The investigators tested this strategy in five children with cerebral palsy, using wedges for tuning. Three dimensional gait analysis confirmed that the shank-to-vertical angle was closer to normal after tuning, and that knee hyperextension during stance was significantly decreased. No other gait parameters were associated with statistically significant changes, but because of wide inter-subject variability, the authors believe the sample size was not large enough to detect significance. The findings were published in the November issue of Disability and Rehabilitation – Assistive Technology.
Previously, the same authors presented their results using a similar tuning method in a 61-year-old female patient with left-sided hemiplegia. When her AFO-footwear combination was tuned with wedging and a rocker, knee flexion during early stance increased and hyperextension during midstance decreased along with pain and swelling. That case was presented in June 2007 at the annual meeting of the World Confederation for Physical Therapy.
Benefits of valgus knee brace wear extend to running as well as walking
Athletic-minded individuals with osteoarthritis can benefit from wearing a valgus knee brace during running as well as during walking, according to research from the German Sport University in Cologne.
In 16 healthy male subjects with varus alignment, researchers analyzed the effect of a valgus knee brace in three different positions: neutral, 4º and 8º of valgus angulation.
The brace was associated with significant decreases in knee adduction angular impulse and knee adduction moment during both walking and running. Reducing the knee adduction moment is thought to redistribute joint loading and delay osteoarthritis progression.

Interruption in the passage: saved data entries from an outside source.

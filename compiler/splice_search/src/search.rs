//! Scaffold search over per-line candidate lists.
//!
//! Candidates are parsed once, reduced to frozen configs, and the beam runs
//! over the distinct configs of each line. Every surviving config sequence
//! is a scaffold; the texts whose configs match it line by line form its
//! [`SearchGroup`].

use crate::{
    Beam, Candidate, ConfigKind, FrozenConfig, Hypothesis, LineChoice, SearchConfig, SearchError,
    SearchMode, SearchOption,
};
use rustc_hash::FxHashMap;
use splice_ir::{LineSignature, Tables};
use splice_parse::build_signature;

/// A candidate that parsed.
#[derive(Clone, Debug)]
pub struct ParsedCandidate {
    pub text: String,
    pub cost: f64,
    pub signature: LineSignature,
}

#[derive(Clone, Debug, Default)]
pub struct Parseable {
    pub lines: Vec<Vec<ParsedCandidate>>,
    /// Per line, `Σ exp(-cost)` over the candidates that did not parse.
    pub rejected_mass: Vec<f64>,
}

/// Drop unparseable candidates, keeping the order of the rest.
pub fn filter_parseable(lines: &[Vec<(String, f64)>], tables: &Tables) -> Parseable {
    let mut parseable = Parseable::default();
    for candidates in lines {
        let mut kept = Vec::with_capacity(candidates.len());
        let mut rejected = 0.0;
        for (text, cost) in candidates {
            match build_signature(text, tables) {
                Some(signature) => kept.push(ParsedCandidate {
                    text: text.clone(),
                    cost: *cost,
                    signature,
                }),
                None => rejected += (-cost).exp(),
            }
        }
        parseable.lines.push(kept);
        parseable.rejected_mass.push(rejected);
    }
    parseable
}

/// Merge equal configs, adding their probabilities.
///
/// The merged cost is `-ln Σ exp(-cost)`; configs keep the order of their
/// first appearance.
pub fn marginalize(configs: impl IntoIterator<Item = (FrozenConfig, f64)>) -> Vec<(FrozenConfig, f64)> {
    let mut index: FxHashMap<FrozenConfig, usize> = FxHashMap::default();
    let mut merged: Vec<(FrozenConfig, Vec<f64>)> = Vec::new();
    for (config, cost) in configs {
        match index.get(&config) {
            Some(&slot) => merged[slot].1.push(cost),
            None => {
                index.insert(config.clone(), merged.len());
                merged.push((config, vec![cost]));
            }
        }
    }
    merged
        .into_iter()
        .map(|(config, costs)| {
            let best = costs.iter().copied().fold(f64::INFINITY, f64::min);
            let sum: f64 = costs.iter().map(|c| (best - c).exp()).sum();
            (config, best - sum.ln())
        })
        .collect()
}

/// Candidates sharing one scaffold.
#[derive(Clone, Debug, PartialEq)]
pub struct SearchGroup {
    /// Per line, the `(text, cost)` candidates in their original order.
    pub lines: Vec<Vec<(String, f64)>>,
    /// The scaffold's config per line; `None` when no search ran.
    pub configs: Vec<Option<FrozenConfig>>,
    /// Cost of the scaffold itself.
    pub cost: f64,
}

#[derive(Clone, Debug, Default)]
pub struct SearchOutcome {
    /// `None` when no assembly satisfies the constraints.
    pub groups: Option<Vec<SearchGroup>>,
    pub rejected_mass: Vec<f64>,
    pub rank_histories: Vec<Vec<usize>>,
    pub cost_histories: Vec<Vec<f64>>,
    pub indent_histories: Vec<Vec<Option<u32>>>,
    pub extend_count: usize,
}

/// Search for scaffolds and group the candidates under them.
#[tracing::instrument(level = "debug", skip_all, fields(lines = lines.len(), option = %config.option))]
pub fn search_groups(
    lines: &[Vec<(String, f64)>],
    indent: Option<&[u32]>,
    config: &SearchConfig,
    tables: &Tables,
) -> Result<SearchOutcome, SearchError> {
    if let Some(indent) = indent {
        if indent.len() != lines.len() {
            return Err(SearchError::IndentLength {
                expected: lines.len(),
                found: indent.len(),
            });
        }
    }

    let parseable = filter_parseable(lines, tables);
    let mut outcome = SearchOutcome {
        rejected_mass: parseable.rejected_mass,
        ..SearchOutcome::default()
    };

    if config.option == SearchOption::Base {
        let texts = parseable
            .lines
            .iter()
            .map(|line| line.iter().map(|c| (c.text.clone(), c.cost)).collect())
            .collect();
        outcome.groups = Some(vec![SearchGroup {
            lines: texts,
            configs: vec![None; lines.len()],
            cost: 0.0,
        }]);
        return Ok(outcome);
    }

    let kind = if config.option.tracks_table() {
        ConfigKind::Table
    } else {
        ConfigKind::Syntax
    };
    let configs: Vec<Vec<FrozenConfig>> = parseable
        .lines
        .iter()
        .enumerate()
        .map(|(line, candidates)| {
            let gold = indent.map(|indent| indent[line]);
            candidates
                .iter()
                .map(|c| FrozenConfig::of(&c.signature, kind, gold))
                .collect()
        })
        .collect();

    let steps: Vec<Vec<(LineChoice, f64)>> = match config.mode {
        SearchMode::Hierarchical => configs
            .iter()
            .zip(&parseable.lines)
            .map(|(line_configs, candidates)| {
                let costs = candidates.iter().map(|c| c.cost);
                marginalize(line_configs.iter().cloned().zip(costs))
                    .into_iter()
                    .map(|(line_config, cost)| (LineChoice::config(line_config), cost))
                    .collect()
            })
            .collect(),
        SearchMode::Regular => configs
            .iter()
            .zip(&parseable.lines)
            .map(|(line_configs, candidates)| {
                line_configs
                    .iter()
                    .zip(candidates)
                    .map(|(line_config, c)| (LineChoice::text(&c.text, line_config.clone()), c.cost))
                    .collect()
            })
            .collect(),
    };

    let seed = Candidate::seed(
        config.option.tracks_scope(),
        config.option.tracks_table(),
        tables,
    )?;
    let beam = Beam::run(config.beam_width, seed, &steps);
    outcome.extend_count = beam.extend_count();
    let mut scaffolds = beam.into_terminal();
    scaffolds.truncate(config.top_k);
    tracing::debug!(scaffolds = scaffolds.len(), "search finished");
    if scaffolds.is_empty() {
        return Ok(outcome);
    }

    outcome.rank_histories = scaffolds.iter().map(Candidate::rank_history).collect();
    outcome.cost_histories = scaffolds.iter().map(Candidate::cost_history).collect();
    outcome.indent_histories = scaffolds.iter().map(Candidate::indent_history).collect();

    let groups = scaffolds
        .iter()
        .map(|scaffold| {
            let chosen: Vec<&LineChoice> = scaffold.history().iter().collect();
            let lines = match config.mode {
                SearchMode::Regular => chosen
                    .iter()
                    .zip(scaffold.cost_history())
                    .map(|(choice, cost)| {
                        let text = choice.text.as_deref().unwrap_or_default();
                        vec![(text.to_string(), cost)]
                    })
                    .collect(),
                SearchMode::Hierarchical => chosen
                    .iter()
                    .zip(configs.iter().zip(&parseable.lines))
                    .map(|(choice, (line_configs, candidates))| {
                        line_configs
                            .iter()
                            .zip(candidates)
                            .filter(|(line_config, _)| **line_config == choice.config)
                            .map(|(_, c)| (c.text.clone(), c.cost))
                            .collect()
                    })
                    .collect(),
            };
            SearchGroup {
                lines,
                configs: chosen.iter().map(|choice| Some(choice.config.clone())).collect(),
                cost: scaffold.cost(),
            }
        })
        .collect();
    outcome.groups = Some(groups);
    Ok(outcome)
}

/// Whether a known-good program satisfies the constraints of `option`.
///
/// Each line becomes the only, zero-cost candidate for its line.
pub fn pseudo_compile_check(
    program: &str,
    indent: Option<&[u32]>,
    option: SearchOption,
    tables: &Tables,
) -> Result<bool, SearchError> {
    let lines: Vec<Vec<(String, f64)>> = program
        .lines()
        .map(|line| vec![(line.to_string(), 0.0)])
        .collect();
    let outcome = search_groups(&lines, indent, &SearchConfig::with_option(option), tables)?;
    Ok(outcome.groups.is_some_and(|groups| !groups.is_empty()))
}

At 4º, knee adduction angular impulse was decreased by 25% while walking and 18% while running. At 8º, angular impulse was reduced by 36% while walking and 23% while running.

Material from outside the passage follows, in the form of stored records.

//! Declared-type matcher.
//!
//! Recognises the type prefix of a declaration: optional `static`, `const`
//! and `inline`, then either a primitive spelling or a generic container
//! with its arguments. A `>>` that closes two nested generics is split into
//! two `>` tokens in place, which is why the matcher takes `&mut Vec<Token>`.

use crate::ParseError;
use splice_ir::{DeclaredType, Span, Tables, Token, TokenKind};

/// `Ok(None)` is a plain miss; `Err` means the tokens start like a type but
/// the generic argument list is broken.
pub type TypeMatch = Result<Option<(DeclaredType, usize)>, ParseError>;

/// Match a declared type starting at `start`.
///
/// On success returns the type and the index of the last token consumed.
pub fn match_declared_type(tokens: &mut Vec<Token>, start: usize, tables: &Tables) -> TypeMatch {
    match tokens.get(start) {
        None => return Ok(None),
        Some(token) if token.kind == TokenKind::InQuote => return Ok(None),
        Some(_) => {}
    }

    let mut ty = DeclaredType::default();
    let mut cur = start;
    if text_at(tokens, cur) == Some("static") {
        ty.is_static = true;
        cur += 1;
    }
    if text_at(tokens, cur) == Some("const") {
        ty.is_const = true;
        cur += 1;
    }
    if text_at(tokens, cur) == Some("inline") {
        ty.is_inline = true;
        cur += 1;
    }
    let Some(word) = text_at(tokens, cur) else {
        return Ok(None);
    };

    for spelling in tables.primitives() {
        if matches_words(tokens, spelling, cur) {
            let mut end = cur + spelling.len() - 1;
            if text_at(tokens, end + 1) == Some("const") {
                ty.is_const = true;
                end += 1;
            }
            ty.base = normalize_primitive(spelling);
            return Ok(Some((ty, end)));
        }
    }

    let Some(arity) = tables.container_arity(word) else {
        return Ok(None);
    };
    ty.base = word.to_string();
    if text_at(tokens, cur + 1) != Some("<") {
        return Err(ParseError::MalformedType("expected `<` after container"));
    }
    cur += 2;
    for i in 0..arity {
        let Some((arg, end)) = match_declared_type(tokens, cur, tables)? else {
            return Err(ParseError::MalformedType("container argument is not a type"));
        };
        ty.args.push(arg);
        cur = end + 1;
        if i + 1 != arity {
            if text_at(tokens, cur) != Some(",") {
                return Err(ParseError::MalformedType("expected `,` between arguments"));
            }
            cur += 1;
        }
    }

    if text_at(tokens, cur) == Some(">>") {
        split_shift(tokens, cur);
    }
    if text_at(tokens, cur) != Some(">") {
        return Err(ParseError::MalformedType("expected `>` after arguments"));
    }

    if text_at(tokens, cur + 1) == Some("::") {
        cur += 2;
        if text_at(tokens, cur) != Some("iterator") {
            return Err(ParseError::MalformedType("only `::iterator` may follow a container"));
        }
        ty.is_iterator = true;
    }
    Ok(Some((ty, cur)))
}

/// Canonical spelling of a primitive type.
///
/// `unsigned` and `int64_t` become `int`, anything ending in `double`
/// becomes `double`, a leading `signed`/`unsigned` is dropped and so is a
/// redundant trailing `int`.
pub fn normalize_primitive(words: &[&str]) -> String {
    match words {
        ["unsigned"] | ["int64_t"] => return "int".to_string(),
        [.., "double"] => return "double".to_string(),
        _ => {}
    }
    let mut words = words;
    if let ["signed" | "unsigned", rest @ ..] = words {
        words = rest;
    }
    if let [rest @ .., "int"] = words {
        if !rest.is_empty() {
            words = rest;
        }
    }
    words.join(" ")
}

fn text_at(tokens: &[Token], idx: usize) -> Option<&str> {
    tokens.get(idx).map(|t| t.text.as_str())
}

fn matches_words(tokens: &[Token], words: &[&str], start: usize) -> bool {
    words
        .iter()
        .enumerate()
        .all(|(i, word)| text_at(tokens, start + i) == Some(*word))
}

/// Replace the `>>` at `idx` with two `>` tokens.
fn split_shift(tokens: &mut Vec<Token>, idx: usize) {
    let mut first = tokens[idx].clone();
    let span = first.span;
    first.text = ">".to_string();
    first.span = Span::new(span.start, span.start + 1);
    let mut second = first.clone();
    second.span = Span::new(span.start + 1, span.end);
    tokens[idx] = second;
    tokens.insert(idx, first);
}

#[cfg(test)]
#[allow(clippy::unwrap_used, reason = "tests use unwrap for brevity")]
mod tests;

Decreases in first and second peak knee adduction moment were seen during walking at both angulations, ranging from 5% to 33%. However, during running the only significant change in adduction moment was seen when comparing the 8º condition to the no-brace condition, a decrease of 11%.
The results were e-published on September 14 in Clinical Biomechanics.
Functional bracing after Achilles tear matches surgery for strength recovery
Recovery of calf muscle strength after acute Achilles tendon rupture is not significantly different when treated nonoperatively with functional bracing or treated surgically, according to research from the Netherlands.
Investigators from Utrecht Hospital performed isokinetic strength testing in 31 surgically treated patients and 25 conservatively treated patients, after three months and at least six months of follow up. After eight to 10 months, similar plantar flexion strength deficits were observed in both groups. The only significant difference between groups was seen for plantar flexion strength at 90º/sec at the long-term follow-up measurement, when conservatively treated patients were significantly stronger. The findings were published in the October issue of Foot & Ankle Specialist.
The strength study involved a subset of patients from an 83-subject randomized controlled trial, the first results of which were published in the September 2008 issue of the American Journal of Sports Medicine. That paper found that time to return to work differed significantly between groups but that complication rates, return to sports, pain and patient satisfaction at one year did not.